The cost to state taxpayers is expected to be $29 million. Including federal funds, the program would cost $100 million.
Cameron said a problem with the individual market has been that the mix of patients in it has become sicker, causing large premium hikes over time. In the most recent reporting period, five of the six insurance companies who were offering plans on the state exchange reported they paid out more in claims than they received in premiums.
The plan would result in an estimated 2,500 to 3,500 people with very high-cost conditions, such as metastatic cancer and hemophilia, being added to the Medicaid rolls. While that’s a tiny portion of Idaho’s overall individual market, that group of high-cost patients are responsible for a large portion of overall health care spending.
For example, according to data provided to the Department of Insurance by insurers, the five Idahoans in the individual market with hemophilia claimed an average of $251,000 in health care costs last year, and the 31 with bone marrow disorders had average claims of $187,000.
So the 1115 waiver essentially functions as an expansion of Idaho’s high risk pool. Insurance companies operate by taking in monthly premium payments from patients. They use those funds to pay for covered medical expenses from patients. High-risk pools work by taking the highest-cost cases out of the insurance companies’ risk pools. That means they can make a profit while charging the patients less for plans. The Department of Insurance estimates the waiver would result in a 20 percent reduction of premiums for plans in the individual market.

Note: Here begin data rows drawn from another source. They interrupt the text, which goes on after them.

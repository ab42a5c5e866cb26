//! SQL OpenAPI: generate a documented REST API over the tables of a SQL database.
//!
//! Entity metadata comes from a [`Mapper`]; every entity gets list/create/read/update/replace/
//! delete routes plus JSON Schemas, and the whole surface is described by one OpenAPI document.

pub mod case;
pub mod config;
pub mod error;
pub mod generate;
pub mod handlers;
pub mod mapper;
pub mod openapi;
pub mod projection;
pub mod query;
pub mod routes;
pub mod schema;
pub mod service;
pub mod sql;
pub mod state;

pub use config::{load_metadata_file, resolve, ApiConfig, Entity, EntityMetadata, OpenApiInfo, ResolvedModel};
pub use error::{AppError, ConfigError, MapperError};
pub use generate::{build, generate, router, Generated};
pub use mapper::{Mapper, MemoryMapper, PgMapper};
pub use routes::{describe, RouteDescriptor};
pub use state::AppState;
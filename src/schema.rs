//! JSON Schema synthesis per entity. The same schema values feed request validation and the
//! OpenAPI components, so documentation and behavior share one source.

use crate::config::{Entity, Field, FieldType};
use crate::projection::FieldSet;
use serde_json::{json, Map, Value};

#[derive(Clone, Debug, PartialEq)]
pub struct EntitySchemas {
    /// Every field; the row as stored.
    pub full: Value,
    /// Every field but the primary key; required = non-nullable without default.
    pub create_input: Value,
    /// Same fields as `create_input`, nothing required.
    pub update_input: Value,
}

pub fn full_name(entity: &Entity) -> String {
    entity.type_name.clone()
}

pub fn create_input_name(entity: &Entity) -> String {
    format!("{}CreateInput", entity.type_name)
}

pub fn update_input_name(entity: &Entity) -> String {
    format!("{}UpdateInput", entity.type_name)
}

/// Schema of a single field value. Relation fields are plain scalars.
pub fn field_schema(field: &Field) -> Value {
    let mut schema = Map::new();
    schema.insert("type".into(), json!(field.field_type.json_type()));
    if let Some(format) = field.field_type.format() {
        schema.insert("format".into(), json!(format));
    }
    if field.nullable {
        schema.insert("nullable".into(), json!(true));
    }
    Value::Object(schema)
}

fn object<'a>(fields: impl Iterator<Item = &'a Field>, required: impl Fn(&Field) -> bool, closed: bool) -> Value {
    let mut properties = Map::new();
    let mut required_names = Vec::new();
    for field in fields {
        properties.insert(field.api_name.clone(), field_schema(field));
        if required(field) {
            required_names.push(json!(field.api_name));
        }
    }
    let mut schema = Map::new();
    schema.insert("type".into(), json!("object"));
    schema.insert("properties".into(), Value::Object(properties));
    if !required_names.is_empty() {
        schema.insert("required".into(), Value::Array(required_names));
    }
    if closed {
        schema.insert("additionalProperties".into(), json!(false));
    }
    Value::Object(schema)
}

pub fn synthesize(entity: &Entity) -> EntitySchemas {
    EntitySchemas {
        full: object(entity.fields.iter(), |f| !f.nullable, false),
        create_input: object(entity.input_fields(), Field::required_on_create, true),
        update_input: object(entity.input_fields(), |_| false, true),
    }
}

/// Output schema of one request: `full` narrowed to the projected fields. Documentation keeps
/// advertising the full shape; this is for callers that want the exact per-request shape.
pub fn project(entity: &Entity, fields: Option<&FieldSet>) -> Value {
    match fields {
        None => object(entity.fields.iter(), |f| !f.nullable, false),
        Some(set) => object(
            entity.fields.iter().filter(|f| set.contains(&f.name)),
            |f| !f.nullable,
            false,
        ),
    }
}
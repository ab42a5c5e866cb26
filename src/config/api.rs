//! Options for the generated API and its OpenAPI document.

use crate::error::ConfigError;
use serde::{Deserialize, Serialize};

pub const DEFAULT_TITLE: &str = "Entity REST API";
pub const DEFAULT_DESCRIPTION: &str = "Exposing a SQL database as REST";
pub const DEFAULT_VERSION: &str = "1.0.0";
pub const DEFAULT_DOCUMENTATION_PATH: &str = "/documentation/json";
pub const DEFAULT_BODY_LIMIT: usize = 1024 * 1024;

/// `info` object of the OpenAPI document.
#[derive(Clone, Debug, PartialEq, Eq, Serialize, Deserialize)]
#[serde(default)]
pub struct OpenApiInfo {
    pub title: String,
    pub description: String,
    pub version: String,
}

impl Default for OpenApiInfo {
    fn default() -> Self {
        OpenApiInfo {
            title: DEFAULT_TITLE.into(),
            description: DEFAULT_DESCRIPTION.into(),
            version: DEFAULT_VERSION.into(),
        }
    }
}

#[derive(Clone, Debug, Serialize, Deserialize)]
#[serde(default)]
pub struct ApiConfig {
    /// Mount point for entity routes, e.g. "/api". Empty mounts at the root.
    pub prefix: String,
    pub documentation_path: String,
    pub info: OpenApiInfo,
    /// Entity names that get no routes and no documentation.
    pub ignore: Vec<String>,
    /// Maximum request body size in bytes.
    pub body_limit: usize,
}

impl Default for ApiConfig {
    fn default() -> Self {
        ApiConfig {
            prefix: String::new(),
            documentation_path: DEFAULT_DOCUMENTATION_PATH.into(),
            info: OpenApiInfo::default(),
            ignore: Vec::new(),
            body_limit: DEFAULT_BODY_LIMIT,
        }
    }
}

impl ApiConfig {
    pub fn with_info(mut self, info: OpenApiInfo) -> Self {
        self.info = info;
        self
    }

    pub fn with_prefix(mut self, prefix: &str) -> Self {
        self.prefix = prefix.to_string();
        self
    }

    pub fn with_ignore(mut self, entity: &str) -> Self {
        self.ignore.push(entity.to_string());
        self
    }

    /// Prefix with a leading slash and no trailing slash ("" when unset).
    pub fn normalized_prefix(&self) -> String {
        let trimmed = self.prefix.trim().trim_matches('/');
        if trimmed.is_empty() {
            String::new()
        } else {
            format!("/{}", trimmed)
        }
    }

    pub fn is_ignored(&self, entity: &str) -> bool {
        self.ignore.iter().any(|e| e == entity)
    }

    /// Read overrides from the environment: `API_PREFIX`, `API_DOCS_PATH`, `OPENAPI_TITLE`,
    /// `OPENAPI_DESCRIPTION`, `OPENAPI_VERSION`, `API_IGNORE` (comma list), `API_BODY_LIMIT`.
    pub fn from_env() -> Result<Self, ConfigError> {
        Self::from_lookup(|name| std::env::var(name).ok())
    }

    pub(crate) fn from_lookup(lookup: impl Fn(&str) -> Option<String>) -> Result<Self, ConfigError> {
        let mut config = ApiConfig::default();
        if let Some(prefix) = lookup("API_PREFIX") {
            config.prefix = prefix;
        }
        if let Some(path) = lookup("API_DOCS_PATH") {
            config.documentation_path = path;
        }
        if let Some(title) = lookup("OPENAPI_TITLE") {
            config.info.title = title;
        }
        if let Some(description) = lookup("OPENAPI_DESCRIPTION") {
            config.info.description = description;
        }
        if let Some(version) = lookup("OPENAPI_VERSION") {
            config.info.version = version;
        }
        if let Some(ignore) = lookup("API_IGNORE") {
            config.ignore = ignore
                .split(',')
                .map(str::trim)
                .filter(|s| !s.is_empty())
                .map(String::from)
                .collect();
        }
        if let Some(limit) = lookup("API_BODY_LIMIT") {
            config.body_limit = limit.trim().parse().map_err(|_| ConfigError::Env {
                name: "API_BODY_LIMIT",
                reason: format!("expected a byte count, got '{}'", limit),
            })?;
        }
        Ok(config)
    }
}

Some lawmakers, including Rep. John Vander Woude, R-Nampa, and Rep. Karey Hanks, R-St. Anthony, asked whether those characterizations were correct.
Cameron indicated the criticisms weren’t serious. The plan is clearly not Medicaid expansion as envisioned by the Affordable Care Act, he said. If it were, the feds would cover 90 percent of the program’s cost. Because the plan avoids expansion, the federal matching rate will only be about 70/30.
The plan wouldn’t bail out insurance companies either, Cameron said. It would bail out the working poor in the Medicaid gap who can’t afford insurance, and the rest of those in the individual insurance market by sharply reducing premiums. He pointed out that insurance companies have to file rate justification paperwork each year, and the department has to sign off on any premium hikes, so insurers won’t be able to avoid reducing premiums.